Data to process →
╔══

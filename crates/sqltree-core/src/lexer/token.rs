//! Token types for the SQL lexer.

use super::Span;

macro_rules! keywords {
    ($($variant:ident => $text:literal, $reserved:literal;)*) => {
        /// SQL keywords.
        ///
        /// Non-reserved keywords may also be used as identifiers.
        #[derive(Debug, Clone, Copy, PartialEq, Eq, Hash)]
        pub enum Keyword {
            $($variant,)*
        }

        impl Keyword {
            /// Attempts to parse a keyword from a string (case-insensitive).
            #[must_use]
            #[allow(clippy::should_implement_trait)]
            pub fn from_str(s: &str) -> Option<Self> {
                match s.to_ascii_uppercase().as_str() {
                    $($text => Some(Self::$variant),)*
                    _ => None,
                }
            }

            /// Returns the keyword as a string.
            #[must_use]
            pub const fn as_str(&self) -> &'static str {
                match self {
                    $(Self::$variant => $text,)*
                }
            }

            /// Returns true if the keyword can never be used as an identifier.
            #[must_use]
            pub const fn is_reserved(&self) -> bool {
                match self {
                    $(Self::$variant => $reserved,)*
                }
            }
        }
    };
}

keywords! {
    // Queries
    Select => "SELECT", true;
    From => "FROM", true;
    Where => "WHERE", true;
    Group => "GROUP", true;
    Having => "HAVING", true;
    Order => "ORDER", true;
    By => "BY", true;
    Union => "UNION", true;
    Intersect => "INTERSECT", true;
    Except => "EXCEPT", true;
    All => "ALL", true;
    Distinct => "DISTINCT", true;
    As => "AS", true;
    Offset => "OFFSET", true;
    Fetch => "FETCH", true;
    Limit => "LIMIT", true;
    Asc => "ASC", true;
    Desc => "DESC", true;
    Nulls => "NULLS", false;
    First => "FIRST", false;
    Last => "LAST", false;
    Next => "NEXT", false;
    Row => "ROW", false;
    Rows => "ROWS", false;
    Only => "ONLY", false;

    // Joins
    Join => "JOIN", true;
    Inner => "INNER", true;
    Left => "LEFT", true;
    Right => "RIGHT", true;
    Full => "FULL", true;
    Outer => "OUTER", true;
    Cross => "CROSS", true;
    On => "ON", true;
    Using => "USING", true;

    // Data manipulation
    Insert => "INSERT", true;
    Into => "INTO", true;
    Values => "VALUES", true;
    Update => "UPDATE", true;
    Set => "SET", true;
    Delete => "DELETE", true;

    // Data definition
    Create => "CREATE", true;
    Drop => "DROP", true;
    Alter => "ALTER", true;
    Add => "ADD", true;
    Column => "COLUMN", true;
    Table => "TABLE", true;
    Index => "INDEX", true;
    Schema => "SCHEMA", true;
    Truncate => "TRUNCATE", true;
    If => "IF", false;
    Cascade => "CASCADE", false;
    Restrict => "RESTRICT", false;
    Statistics => "STATISTICS", false;
    Data => "DATA", false;
    Type => "TYPE", false;
    Autoincrement => "AUTOINCREMENT", false;

    // Constraints
    Constraint => "CONSTRAINT", true;
    Constraints => "CONSTRAINTS", false;
    Primary => "PRIMARY", true;
    Key => "KEY", true;
    Foreign => "FOREIGN", true;
    References => "REFERENCES", true;
    Unique => "UNIQUE", true;
    Check => "CHECK", true;
    Default => "DEFAULT", true;
    Action => "ACTION", false;
    No => "NO", false;
    Deferred => "DEFERRED", false;
    Immediate => "IMMEDIATE", false;

    // Predicates and logic
    And => "AND", true;
    Or => "OR", true;
    Not => "NOT", true;
    In => "IN", true;
    Between => "BETWEEN", true;
    Like => "LIKE", true;
    Escape => "ESCAPE", true;
    Is => "IS", true;
    Null => "NULL", true;
    True => "TRUE", true;
    False => "FALSE", true;
    Exists => "EXISTS", true;
    Div => "DIV", false;

    // Expressions
    Case => "CASE", true;
    When => "WHEN", true;
    Then => "THEN", true;
    Else => "ELSE", true;
    End => "END", true;
    Cast => "CAST", true;
    Extract => "EXTRACT", true;
    Substring => "SUBSTRING", true;
    For => "FOR", true;
    To => "TO", false;
    CurrentDate => "CURRENT_DATE", true;
    CurrentTime => "CURRENT_TIME", true;
    CurrentTimestamp => "CURRENT_TIMESTAMP", true;
    Year => "YEAR", false;
    Month => "MONTH", false;
    Day => "DAY", false;
    Hour => "HOUR", false;
    Minute => "MINUTE", false;
    Second => "SECOND", false;

    // Aggregates
    Count => "COUNT", false;
    Sum => "SUM", false;
    Avg => "AVG", false;
    Min => "MIN", false;
    Max => "MAX", false;

    // Data types
    Int => "INT", false;
    Integer => "INTEGER", false;
    Smallint => "SMALLINT", false;
    Bigint => "BIGINT", false;
    Real => "REAL", false;
    Double => "DOUBLE", false;
    Precision => "PRECISION", false;
    Float => "FLOAT", false;
    Decimal => "DECIMAL", false;
    Numeric => "NUMERIC", false;
    Char => "CHAR", false;
    Character => "CHARACTER", false;
    Varchar => "VARCHAR", false;
    Varying => "VARYING", false;
    Text => "TEXT", false;
    Blob => "BLOB", false;
    Boolean => "BOOLEAN", false;
    Date => "DATE", false;
    Time => "TIME", false;
    Timestamp => "TIMESTAMP", false;

    // Transactions
    Begin => "BEGIN", false;
    Start => "START", false;
    Transaction => "TRANSACTION", false;
    Work => "WORK", false;
    Commit => "COMMIT", false;
    Rollback => "ROLLBACK", false;
}

/// Token kinds.
#[derive(Debug, Clone, PartialEq)]
pub enum TokenKind {
    // Literals
    /// Integer literal (e.g., 42)
    Integer(i64),
    /// Exact numeric literal with a decimal point, or an integer too large
    /// for 64 bits (e.g., 3.14)
    Decimal(String),
    /// Approximate numeric literal with an exponent (e.g., 1e10)
    Float(f64),
    /// String literal (e.g., 'hello')
    String(String),
    /// Blob literal (e.g., X'1234')
    Blob(Vec<u8>),

    // Identifiers and keywords
    /// Identifier (e.g., column_name), quoted or not
    Identifier(String),
    /// SQL keyword
    Keyword(Keyword),

    // Operators
    /// +
    Plus,
    /// -
    Minus,
    /// *
    Star,
    /// /
    Slash,
    /// %
    Percent,
    /// =
    Eq,
    /// != or <>
    NotEq,
    /// <
    Lt,
    /// <=
    LtEq,
    /// >
    Gt,
    /// >=
    GtEq,
    /// ||
    Concat,
    /// &
    BitAnd,
    /// |
    BitOr,
    /// ^
    BitXor,
    /// ~
    BitNot,
    /// <<
    LeftShift,
    /// >>
    RightShift,

    // Delimiters
    /// (
    LeftParen,
    /// )
    RightParen,
    /// ,
    Comma,
    /// ;
    Semicolon,
    /// .
    Dot,

    // Placeholders
    /// ?
    Question,
    /// $1, $2, ...
    DollarParameter(u32),

    // Special
    /// End of input
    Eof,
    /// Invalid/unknown token
    Error(String),
}

/// A token with its span in the source code.
#[derive(Debug, Clone, PartialEq)]
pub struct Token {
    /// The kind of token.
    pub kind: TokenKind,
    /// The location in the source code.
    pub span: Span,
}

impl Token {
    /// Creates a new token.
    #[must_use]
    pub const fn new(kind: TokenKind, span: Span) -> Self {
        Self { kind, span }
    }

    /// Returns true if this is an EOF token.
    #[must_use]
    pub const fn is_eof(&self) -> bool {
        matches!(self.kind, TokenKind::Eof)
    }

    /// Returns the keyword if this is a keyword token.
    #[must_use]
    pub const fn as_keyword(&self) -> Option<Keyword> {
        match &self.kind {
            TokenKind::Keyword(kw) => Some(*kw),
            _ => None,
        }
    }
}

╚══

What the task asks → Without leaving anything out, output all of the material exactly.

Solution below →
filename crates/sqltree-core/src/lexer/token.rs
//! Token types for the SQL lexer.

use super::Span;

macro_rules! keywords {
    ($($variant:ident => $text:literal, $reserved:literal;)*) => {
        /// SQL keywords.
        ///
        /// Non-reserved keywords may also be used as identifiers.
        #[derive(Debug, Clone, Copy, PartialEq, Eq, Hash)]
        pub enum Keyword {
            $($variant,)*
        }

        impl Keyword {
            /// Attempts to parse a keyword from a string (case-insensitive).
            #[must_use]
            #[allow(clippy::should_implement_trait)]
            pub fn from_str(s: &str) -> Option<Self> {
                match s.to_ascii_uppercase().as_str() {
                    $($text => Some(Self::$variant),)*
                    _ => None,
                }
            }

            /// Returns the keyword as a string.
            #[must_use]
            pub const fn as_str(&self) -> &'static str {
                match self {
                    $(Self::$variant => $text,)*
                }
            }

            /// Returns true if the keyword can never be used as an identifier.
            #[must_use]
            pub const fn is_reserved(&self) -> bool {
                match self {
                    $(Self::$variant => $reserved,)*
                }
            }
        }
    };
}

keywords! {
    // Queries
    Select => "SELECT", true;
    From => "FROM", true;
    Where => "WHERE", true;
    Group => "GROUP", true;
    Having => "HAVING", true;
    Order => "ORDER", true;
    By => "BY", true;
    Union => "UNION", true;
    Intersect => "INTERSECT", true;
    Except => "EXCEPT", true;
    All => "ALL", true;
    Distinct => "DISTINCT", true;
    As => "AS", true;
    Offset => "OFFSET", true;
    Fetch => "FETCH", true;
    Limit => "LIMIT", true;
    Asc => "ASC", true;
    Desc => "DESC", true;
    Nulls => "NULLS", false;
    First => "FIRST", false;
    Last => "LAST", false;
    Next => "NEXT", false;
    Row => "ROW", false;
    Rows => "ROWS", false;
    Only => "ONLY", false;

    // Joins
    Join => "JOIN", true;
    Inner => "INNER", true;
    Left => "LEFT", true;
    Right => "RIGHT", true;
    Full => "FULL", true;
    Outer => "OUTER", true;
    Cross => "CROSS", true;
    On => "ON", true;
    Using => "USING", true;

    // Data manipulation
    Insert => "INSERT", true;
    Into => "INTO", true;
    Values => "VALUES", true;
    Update => "UPDATE", true;
    Set => "SET", true;
    Delete => "DELETE", true;

    // Data definition
    Create => "CREATE", true;
    Drop => "DROP", true;
    Alter => "ALTER", true;
    Add => "ADD", true;
    Column => "COLUMN", true;
    Table => "TABLE", true;
    Index => "INDEX", true;
    Schema => "SCHEMA", true;
    Truncate => "TRUNCATE", true;
    If => "IF", false;
    Cascade => "CASCADE", false;
    Restrict => "RESTRICT", false;
    Statistics => "STATISTICS", false;
    Data => "DATA", false;
    Type => "TYPE", false;
    Autoincrement => "AUTOINCREMENT", false;

    // Constraints
    Constraint => "CONSTRAINT", true;
    Constraints => "CONSTRAINTS", false;
    Primary => "PRIMARY", true;
    Key => "KEY", true;
    Foreign => "FOREIGN", true;
    References => "REFERENCES", true;
    Unique => "UNIQUE", true;
    Check => "CHECK", true;
    Default => "DEFAULT", true;
    Action => "ACTION", false;
    No => "NO", false;
    Deferred => "DEFERRED", false;
    Immediate => "IMMEDIATE", false;

    // Predicates and logic
    And => "AND", true;
    Or => "OR", true;
    Not => "NOT", true;
    In => "IN", true;
    Between => "BETWEEN", true;
    Like => "LIKE", true;
    Escape => "ESCAPE", true;
    Is => "IS", true;
    Null => "NULL", true;
    True => "TRUE", true;
    False => "FALSE", true;
    Exists => "EXISTS", true;
    Div => "DIV", false;

    // Expressions
    Case => "CASE", true;
    When => "WHEN", true;
    Then => "THEN", true;
    Else => "ELSE", true;
    End => "END", true;
    Cast => "CAST", true;
    Extract => "EXTRACT", true;
    Substring => "SUBSTRING", true;
    For => "FOR", true;
    To => "TO", false;
    CurrentDate => "CURRENT_DATE", true;
    CurrentTime => "CURRENT_TIME", true;
    CurrentTimestamp => "CURRENT_TIMESTAMP", true;
    Year => "YEAR", false;
    Month => "MONTH", false;
    Day => "DAY", false;
    Hour => "HOUR", false;
    Minute => "MINUTE", false;
    Second => "SECOND", false;

    // Aggregates
    Count => "COUNT", false;
    Sum => "SUM", false;
    Avg => "AVG", false;
    Min => "MIN", false;
    Max => "MAX", false;

    // Data types
    Int => "INT", false;
    Integer => "INTEGER", false;
    Smallint => "SMALLINT", false;
    Bigint => "BIGINT", false;
    Real => "REAL", false;
    Double => "DOUBLE", false;
    Precision => "PRECISION", false;
    Float => "FLOAT", false;
    Decimal => "DECIMAL", false;
    Numeric => "NUMERIC", false;
    Char => "CHAR", false;
    Character => "CHARACTER", false;
    Varchar => "VARCHAR", false;
    Varying => "VARYING", false;
    Text => "TEXT", false;
    Blob => "BLOB", false;
    Boolean => "BOOLEAN", false;
    Date => "DATE", false;
    Time => "TIME", false;
    Timestamp => "TIMESTAMP", false;

    // Transactions
    Begin => "BEGIN", false;
    Start => "START", false;
    Transaction => "TRANSACTION", false;
    Work => "WORK", false;
    Commit => "COMMIT", false;
    Rollback => "ROLLBACK", false;
}

/// Token kinds.
#[derive(Debug, Clone, PartialEq)]
pub enum TokenKind {
    // Literals
    /// Integer literal (e.g., 42)
    Integer(i64),
    /// Exact numeric literal with a decimal point, or an integer too large
    /// for 64 bits (e.g., 3.14)
    Decimal(String),
    /// Approximate numeric literal with an exponent (e.g., 1e10)
    Float(f64),
    /// String literal (e.g., 'hello')
    String(String),
    /// Blob literal (e.g., X'1234')
    Blob(Vec<u8>),

    // Identifiers and keywords
    /// Identifier (e.g., column_name), quoted or not
    Identifier(String),
    /// SQL keyword
    Keyword(Keyword),

    // Operators
    /// +
    Plus,
    /// -
    Minus,
    /// *
    Star,
    /// /
    Slash,
    /// %
    Percent,
    /// =
    Eq,
    /// != or <>
    NotEq,
    /// <
    Lt,
    /// <=
    LtEq,
    /// >
    Gt,
    /// >=
    GtEq,
    /// ||
    Concat,
    /// &
    BitAnd,
    /// |
    BitOr,
    /// ^
    BitXor,
    /// ~
    BitNot,
    /// <<
    LeftShift,
    /// >>
    RightShift,

    // Delimiters
    /// (
    LeftParen,
    /// )
    RightParen,
    /// ,
    Comma,
    /// ;
    Semicolon,
    /// .
    Dot,

    // Placeholders
    /// ?
    Question,
    /// $1, $2, ...
    DollarParameter(u32),

    // Special
    /// End of input
    Eof,
    /// Invalid/unknown token
    Error(String),
}

/// A token with its span in the source code.
#[derive(Debug, Clone, PartialEq)]
pub struct Token {
    /// The kind of token.
    pub kind: TokenKind,
    /// The location in the source code.
    pub span: Span,
}

impl Token {
    /// Creates a new token.
    #[must_use]
    pub const fn new(kind: TokenKind, span: Span) -> Self {
        Self { kind, span }
    }

    /// Returns true if this is an EOF token.
    #[must_use]
    pub const fn is_eof(&self) -> bool {
        matches!(self.kind, TokenKind::Eof)
    }

    /// Returns the keyword if this is a keyword token.
    #[must_use]
    pub const fn as_keyword(&self) -> Option<Keyword> {
        match &self.kind {
            TokenKind::Keyword(kw) => Some(*kw),
            _ => None,
        }
    }
}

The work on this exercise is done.